The second is called Journify. This is a journaling app that can be useful to those who know that getting thoughts out of their head could clear the mental clutter, but are unlikely / unwilling to take pen to paper.
- Prioritize your sleep. I can’t be a Sleep Wellness Coach and NOT mention this. As some of you know, the NHL (hockey) playoffs are currently underway, and often games don’t start until 8 pm. Guess when I’m in bed? By 10 pm. Every single night. Even though I have to catch up on the end of the game via DVR the next day. Even if it’s an incredibly interesting, intense, fun game.
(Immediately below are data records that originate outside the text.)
use std::sync::Arc;

use cap_std::fs_utf8::Dir;
use raid_core::{
    init::{get_raidmap_dir, get_raidmap_path},
    trace::install_tracing,
    MemoryStore, ViewerConfig,
};
use raid_map_manager::{MapCatalog, MapViewerContext, MemoryMapSource};
use tracing::{error, info, info_span, warn};

/// Opens the context on the data directory. When its storage cannot be opened the viewer still runs,
/// but nothing is remembered and no map can be found.
fn build_context(raidmap_dir: &Dir, config: ViewerConfig) -> MapViewerContext {
    match MapViewerContext::from_data_dir(raidmap_dir, config.clone()) {
        Ok(context) => context,
        Err(e) => {
            error!(?e, "failed to open raidmap data directory, running without persistence");
            MapViewerContext::new(
                config,
                Arc::new(MemoryMapSource::new()),
                Arc::new(MemoryStore::new()),
            )
        }
    }
}

fn log_catalog(catalog: &MapCatalog) {
    if catalog.is_empty() {
        warn!("no map document found, check map_source in viewer.toml");
        return;
    }
    for summary in catalog.summaries() {
        info!(
            map_name = %summary.map_name,
            display_name = %summary.display_name,
            rating = ?summary.rating,
            features = ?summary.features,
            markers = summary.total_markers,
            difficulties = ?summary.difficulties,
            "available map"
        );
    }
    info!(
        maps = catalog.len(),
        markers = catalog.total_markers(),
        "map catalog ready"
    );
}

/// What a front end would draw for the current selection.
fn log_current_view(context: &MapViewerContext) {
    let manager = &context.manager;
    let span = info_span!(
        "current view",
        difficulty = manager.current_difficulty(),
        floor = manager.current_floor()
    );
    let _enter = span.enter();
    info!(
        image = manager.current_map_image(),
        floors = ?manager.available_floors(),
        types = ?manager.type_counts(),
        "level"
    );
    for marker in manager.visible_markers() {
        let readout = context.cursor_readout(context.go_to(marker.position));
        info!(
            name = %marker.name,
            marker_type = %marker.marker_type,
            position = %marker.position,
            grid_cell = %readout.grid_cell,
            user_created = marker.is_user_created,
            "marker"
        );
    }
}

pub fn start_raidmap() {
    let raidmap_path = match get_raidmap_path() {
        Ok(path) => path,
        Err(e) => {
            eprintln!("failed to find raidmap data path: {e:?}");
            return;
        }
    };
    let raidmap_dir = match get_raidmap_dir(&raidmap_path) {
        Ok(dir) => dir,
        Err(e) => {
            eprintln!("failed to create raidmap dir: {e:?}");
            return;
        }
    };
    let log_file_flush_guard = match install_tracing(&raidmap_path) {
        Ok(guard) => guard,
        Err(e) => {
            eprintln!("failed to install tracing: {e:?}");
            return;
        }
    };
    info!(%raidmap_path, "starting raidmap");

    let config = ViewerConfig::load_or_default(&raidmap_dir);
    let mut context = build_context(&raidmap_dir, config);
    let catalog = context.discover_maps();
    log_catalog(&catalog);

    let map_name = std::env::args()
        .nth(1)
        .unwrap_or_else(|| context.initial_map(&catalog));
    context.open_map(&map_name);
    log_current_view(&context);
    if let Some(stats) = context.manager.map_name().map(|name| context.session.stats(name)) {
        info!(
            visits = stats.visit_count,
            time_spent_ms = stats.time_spent_ms,
            user_markers = stats.user_marker_count,
            "map stats"
        );
    }

    context.close();
    info!("exiting raidmap");
    std::mem::drop(log_file_flush_guard);
}

#[cfg(test)]
mod tests {
    use super::*;
    use cap_std::ambient_authority;
    use cap_std::fs_utf8::camino::Utf8Path;
    use similar_asserts::assert_eq;

    #[test]
    fn context_on_a_fresh_data_dir() {
        let tmp = tempfile::tempdir().unwrap();
        let root =
            Dir::open_ambient_dir(Utf8Path::from_path(tmp.path()).unwrap(), ambient_authority())
                .unwrap();
        let config = ViewerConfig::load_or_default(&root);
        let mut context = build_context(&root, config);
        let catalog = context.discover_maps();
        assert!(catalog.is_empty());
        let map_name = context.initial_map(&catalog);
        assert_eq!(map_name, "armory");
        context.open_map(&map_name);
        assert_eq!(context.manager.map_name(), Some("armory"));
        assert!(context.manager.visible_markers().is_empty());
        context.close();
        assert!(root.exists("viewer.toml"));
        assert!(root.exists("maps"));
    }
}
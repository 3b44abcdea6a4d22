use std::sync::Arc;

use indexmap::{IndexMap, IndexSet};
use miette::{miette, Result};
use raid_core::{KeyValueStore, Vector2};
use raid_map_models::{MapData, MapLevel, MapMarker, Rarity, DEFAULT_MAP_IMAGE, NORMAL_DIFFICULTY};
use tracing::{debug, info, info_span, warn};

use crate::source::MapSource;
use crate::user_markers::{UserMarkerKey, UserMarkerStore};

/// Which user marker slot an add or remove goes to. Unset parts use the current selection.
#[derive(Debug, Clone, Default, PartialEq, Eq)]
pub struct MarkerTarget {
    pub map_name: Option<String>,
    pub difficulty: Option<String>,
    pub floor: Option<i32>,
}

impl MarkerTarget {
    pub fn current() -> Self {
        Self::default()
    }
    pub fn floor(floor: i32) -> Self {
        Self {
            floor: Some(floor),
            ..Default::default()
        }
    }
}

/// Loaded map plus what the user currently looks at: difficulty, floor and marker filters.
/// Every query is total, a missing map, difficulty or floor just yields nothing.
pub struct MapDataManager {
    source: Arc<dyn MapSource>,
    user_markers: UserMarkerStore,
    map_data: Option<MapData>,
    current_difficulty: String,
    current_floor: i32,
    enabled_types: IndexSet<String>,
    enabled_rarities: IndexSet<Rarity>,
}
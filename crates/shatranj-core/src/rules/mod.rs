//! Per-piece pseudo-legal move rules.
//!
//! A move is pseudo-legal when the geometry of the step and the
//! occupancy of the squares it touches permit it, ignoring whether it
//! would leave the mover's own king attacked. Check safety is layered
//! on top by [`Board`](crate::board::Board), which also enforces the
//! friendly-fire and wrong-color rejections shared by every kind.

mod king;
mod knight;
mod pawn;
mod sliders;

use crate::board::Board;
use crate::coord::Coord;
use crate::piece::Piece;
use crate::piece_kind::PieceKind;

/// Return `true` if `piece`, standing on `from`, could reach `to`
/// under the movement rule of its kind.
///
/// Check detection calls this directly: it must never consult check
/// safety itself, or "is this move legal" and "does this leave me in
/// check" would recurse into each other.
pub(crate) fn is_pseudo_legal(piece: Piece, from: Coord, to: Coord, board: &Board) -> bool {
    match piece.kind() {
        PieceKind::Pawn => pawn::is_pseudo_legal(piece.color(), from, to, board),
        PieceKind::Knight => knight::is_pseudo_legal(from, to),
        PieceKind::Bishop => sliders::bishop(from, to, board),
        PieceKind::Rook => sliders::rook(from, to, board),
        PieceKind::Queen => sliders::queen(from, to, board),
        PieceKind::King => king::is_pseudo_legal(from, to),
    }
}
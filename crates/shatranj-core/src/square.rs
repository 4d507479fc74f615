//! A single board square and its occupant.

use crate::coord::Coord;
use crate::piece::Piece;

/// One square of the board: a fixed coordinate plus an optional occupant.
///
/// All 64 squares are created when the board is constructed and live
/// for its whole lifetime; only the occupant ever changes, and only the
/// board itself changes it.
#[derive(Debug, Clone, Copy, PartialEq, Eq)]
pub struct Square {
    coord: Coord,
    occupant: Option<Piece>,
}

impl Square {
    /// Create an empty square at the given coordinate.
    #[inline]
    pub(crate) const fn new(coord: Coord) -> Square {
        Square {
            coord,
            occupant: None,
        }
    }

    /// Return this square's coordinate.
    #[inline]
    pub const fn coord(self) -> Coord {
        self.coord
    }

    /// Return the occupant, if any.
    #[inline]
    pub const fn occupant(self) -> Option<Piece> {
        self.occupant
    }

    /// Return `true` if no piece stands here.
    #[inline]
    pub const fn is_empty(self) -> bool {
        self.occupant.is_none()
    }

    /// Replace the occupant.
    #[inline]
    pub(crate) fn set_occupant(&mut self, occupant: Option<Piece>) {
        self.occupant = occupant;
    }
}
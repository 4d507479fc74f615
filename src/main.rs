use anyhow::Result;
use shatranj_core::{Board, Color};
use tracing::info;

fn main() -> Result<()> {
    tracing_subscriber::fmt::init();
    let board = Board::starting_position();
    info!(
        white_moves = board.legal_moves(Color::White).len(),
        black_moves = board.legal_moves(Color::Black).len(),
        "shatranj starting"
    );
    Ok(())
}
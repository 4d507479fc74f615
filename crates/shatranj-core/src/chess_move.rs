//! Chess move representation.

use std::fmt;

use crate::coord::Coord;

/// A move: an immutable (source, destination) coordinate pair.
///
/// Moves are plain values produced by legal-move enumeration or by an
/// input adapter. They carry no reference to board state and may be
/// handed to any board for validation.
#[derive(Clone, Copy, PartialEq, Eq, Hash)]
pub struct Move {
    source: Coord,
    dest: Coord,
}

impl Move {
    /// Create a move from a source and a destination.
    #[inline]
    pub const fn new(source: Coord, dest: Coord) -> Move {
        Move { source, dest }
    }

    /// Return the source square.
    #[inline]
    pub const fn source(self) -> Coord {
        self.source
    }

    /// Return the destination square.
    #[inline]
    pub const fn dest(self) -> Coord {
        self.dest
    }
}

impl fmt::Display for Move {
    fn fmt(&self, f: &mut fmt::Formatter<'_>) -> fmt::Result {
        write!(f, "{}{}", self.source, self.dest)
    }
}

impl fmt::Debug for Move {
    fn fmt(&self, f: &mut fmt::Formatter<'_>) -> fmt::Result {
        write!(f, "Move({})", self)
    }
}

#[cfg(test)]
mod tests {
    use std::collections::HashSet;

    use super::Move;
    use crate::coord::Coord;

    #[test]
    fn accessors() {
        let mv = Move::new(Coord::E2, Coord::E4);
        assert_eq!(mv.source(), Coord::E2);
        assert_eq!(mv.dest(), Coord::E4);
    }

    #[test]
    fn display() {
        assert_eq!(format!("{}", Move::new(Coord::E2, Coord::E4)), "e2e4");
        assert_eq!(format!("{}", Move::new(Coord::G8, Coord::F6)), "g8f6");
    }

    #[test]
    fn debug() {
        assert_eq!(format!("{:?}", Move::new(Coord::D2, Coord::D4)), "Move(d2d4)");
    }

    #[test]
    fn equality_and_hash() {
        let mv1 = Move::new(Coord::E2, Coord::E4);
        let mv2 = Move::new(Coord::E2, Coord::E4);
        let mv3 = Move::new(Coord::D2, Coord::D4);

        assert_eq!(mv1, mv2);
        assert_ne!(mv1, mv3);

        let mut set = HashSet::new();
        set.insert(mv1);
        set.insert(mv2);
        assert_eq!(set.len(), 1);
        set.insert(mv3);
        assert_eq!(set.len(), 2);
    }
}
Even if everyone is Twittering about it. I’m in bed by 10 pm, period.
* While Balance has meditations specifically for Sleep, as a Sleep Wellness Coach I still cannot ever recommend having a phone by the bed. For most people, it’s distracting (& too tempting!) Rather, I’d suggest using the meditations for sleep and relaxation during the day to help reset natural rest rhythm.